This affected the left just as it did the right. Hobson’s views were derived largely from his belief that the Boer War was being fought on behalf of Jewish financiers, a view that was widespread on the British left at that time. In 1900 the Trades Union Congress passed a resolution claiming the war was being fought “to secure the gold fields of South Africa for cosmopolitan Jews, most of whom had no patriotism and no country”. Even the great Keir Hardie wrote in Labour Leader, the newspaper of his Independent Labour Party, that “modern imperialism is really run by half a dozen financial houses, many of them Jewish, to whom politics is a counter in the game of buying and selling securities”.

Left wing anti-Semitism has always existed in tension with the left’s commitment to anti-racism and has usually been the weaker of the two traditions – most people on the left, and in the Labour Party, are not anti-Semites. But it is an authentic left wing tradition nonetheless and its revival is what lies behind Labour’s current problems of anti-Semitism. Instead of claiming defensively that “only” 0.1 per cent of party members hold anti-Semitic views, Labour needs to recognise that the social media memes and Facebook posts about Zionist lobbyists and Rothschild bankers that populate the disciplinary cases they are failing to deal with effectively are a direct descendent of the radical anti-Semitism of Hobson and his contemporaries.

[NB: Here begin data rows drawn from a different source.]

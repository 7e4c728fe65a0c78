use std::path::Path;
use std::str::FromStr;
use std::sync::Arc;
use std::time::Duration;

use async_broadcast::{broadcast, InactiveReceiver, Receiver, Sender, TrySendError};
use serde::{Deserialize, Serialize};
use sqlx::sqlite::{SqliteConnectOptions, SqliteJournalMode, SqlitePoolOptions};
use sqlx::SqlitePool;

use crate::application::room::{GetRoomSnapshot, GetRoomSnapshotInput};
use crate::application::GameError;
use crate::domain::value_objects::{GameRules, RoomSnapshot};
use crate::infrastructure::auth::JwtService;
use crate::infrastructure::config::AppConfig;
use crate::infrastructure::database::repositories::SqliteRoomRepository;
use crate::infrastructure::database::run_migrations;
use crate::infrastructure::services::SessionManager;

/// Application state shared across all handlers
#[derive(Clone)]
pub struct AppState {
    pub config: AppConfig,

    pub rules: GameRules,

    /// Issues per-player tokens
    pub jwt_service: Arc<JwtService>,

    /// Open event streams per room
    pub session_manager: Arc<SessionManager>,

    pub room_repo: Arc<SqliteRoomRepository>,

    /// Room event fan-out. The inactive receiver keeps the channel open
    /// while nobody is subscribed.
    pub event_sender: Sender<RoomEvent>,
    pub event_receiver: InactiveReceiver<RoomEvent>,
}

impl AppState {
    /// Build the state from environment configuration
    pub async fn new() -> anyhow::Result<Self> {
        Self::from_config(AppConfig::from_env()).await
    }

    pub async fn from_config(config: AppConfig) -> anyhow::Result<Self> {
        config.rules.validate().map_err(anyhow::Error::msg)?;

        tracing::info!("Connecting to database: {}", config.database_url);
        let db = connect_pool(&config).await?;
        run_migrations(&db).await?;

        let jwt_service = Arc::new(JwtService::new(&config.jwt_secret, config.token_ttl_seconds));
        let session_manager = Arc::new(SessionManager::new());
        let room_repo = Arc::new(SqliteRoomRepository::new(db));

        // Slow subscribers lose the oldest events instead of blocking publishers
        let (mut event_sender, event_receiver) = broadcast(config.event_capacity);
        event_sender.set_overflow(true);
        let event_receiver = event_receiver.deactivate();

        Ok(Self {
            rules: config.rules,
            config,
            jwt_service,
            session_manager,
            room_repo,
            event_sender,
            event_receiver,
        })
    }

    /// New receiver for every event published from now on
    pub fn subscribe(&self) -> Receiver<RoomEvent> {
        self.event_receiver.activate_cloned()
    }

    /// Broadcast an event to all connected SSE clients
    pub fn broadcast_event(&self, event: RoomEvent) {
        let receiver_count = self.event_sender.receiver_count();
        tracing::debug!(
            room_id = %event.room_id,
            "Broadcasting event '{}' to {} receivers",
            event.event_type,
            receiver_count
        );
        match self.event_sender.try_broadcast(event) {
            Ok(None) => {}
            Ok(Some(_)) => {
                tracing::debug!("Event broadcast with overflow, oldest event dropped");
            }
            Err(TrySendError::Inactive(_)) => {
                tracing::debug!("Event dropped, no active receivers");
            }
            Err(e) => {
                tracing::warn!("Failed to broadcast event: {:?}", e);
            }
        }
    }

    /// Publish the room's current snapshot, or a close notice if the room is gone
    pub async fn publish_snapshot(&self, room_id: &str, action: &str) {
        let use_case = GetRoomSnapshot::new(self.room_repo.clone());
        let input = GetRoomSnapshotInput {
            room_id: room_id.to_string(),
        };

        match use_case.execute(input).await {
            Ok(snapshot) => self.broadcast_event(RoomEvent::snapshot(snapshot).with_action(action)),
            Err(GameError::NotFound(_)) => {
                self.broadcast_event(RoomEvent::room_closed(room_id).with_action(action))
            }
            Err(e) => {
                tracing::warn!(room_id, "Failed to build snapshot after '{}': {}", action, e);
            }
        }
    }
}

async fn connect_pool(config: &AppConfig) -> anyhow::Result<SqlitePool> {
    if let Some(parent) = config.database_path().and_then(|p| Path::new(p).parent()) {
        if !parent.as_os_str().is_empty() {
            std::fs::create_dir_all(parent)?;
        }
    }

    let options = SqliteConnectOptions::from_str(&config.database_url)?
        .create_if_missing(true)
        .busy_timeout(Duration::from_secs(5));

    let pool = if config.is_in_memory() {
        // Every connection would open its own empty database
        SqlitePoolOptions::new()
            .max_connections(1)
            .idle_timeout(None)
            .max_lifetime(None)
            .connect_with(options)
            .await?
    } else {
        SqlitePoolOptions::new()
            .max_connections(5)
            .connect_with(options.journal_mode(SqliteJournalMode::Wal))
            .await?
    };

    Ok(pool)
}

pub const EVENT_SNAPSHOT: &str = "snapshot";
pub const EVENT_ROOM_CLOSED: &str = "roomClosed";

/// Room event for SSE broadcasting
#[derive(Debug, Clone, Serialize, Deserialize)]
#[serde(rename_all = "camelCase")]
pub struct RoomEvent {
    #[serde(rename = "type")]
    pub event_type: String,
    pub room_id: String,
    /// Command that produced the event
    #[serde(default, skip_serializing_if = "Option::is_none")]
    pub action: Option<String>,
    #[serde(default, skip_serializing_if = "Option::is_none")]
    pub snapshot: Option<RoomSnapshot>,
    pub timestamp: i64,
}

impl RoomEvent {
    pub fn new(event_type: &str, room_id: &str) -> Self {
        Self {
            event_type: event_type.to_string(),
            room_id: room_id.to_string(),
            action: None,
            snapshot: None,
            timestamp: chrono::Utc::now().timestamp_millis(),
        }
    }

    pub fn snapshot(snapshot: RoomSnapshot) -> Self {
        let room_id = snapshot.room_id().to_string();
        Self::new(EVENT_SNAPSHOT, &room_id).with_snapshot(snapshot)
    }

    pub fn room_closed(room_id: &str) -> Self {
        Self::new(EVENT_ROOM_CLOSED, room_id)
    }

    pub fn with_action(mut self, action: &str) -> Self {
        self.action = Some(action.to_string());
        self
    }

    pub fn with_snapshot(mut self, snapshot: RoomSnapshot) -> Self {
        self.snapshot = Some(snapshot);
        self
    }

    /// Room version carried by the event, if it holds a snapshot
    pub fn version(&self) -> Option<i64> {
        self.snapshot.as_ref().map(|s| s.version)
    }
}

These ideas have not re-emerged in a political vacuum, but have taken root in the Labour Party precisely because they represent a pre-existing form of anti-Semitism that resonates in parts of the left. So far Corbyn has failed to recognise this or do enough to reverse it. With every episode like today’s, the belief will grow that the reason for his inaction is not ignorance, but because these attitudes sit within his own left wing tradition.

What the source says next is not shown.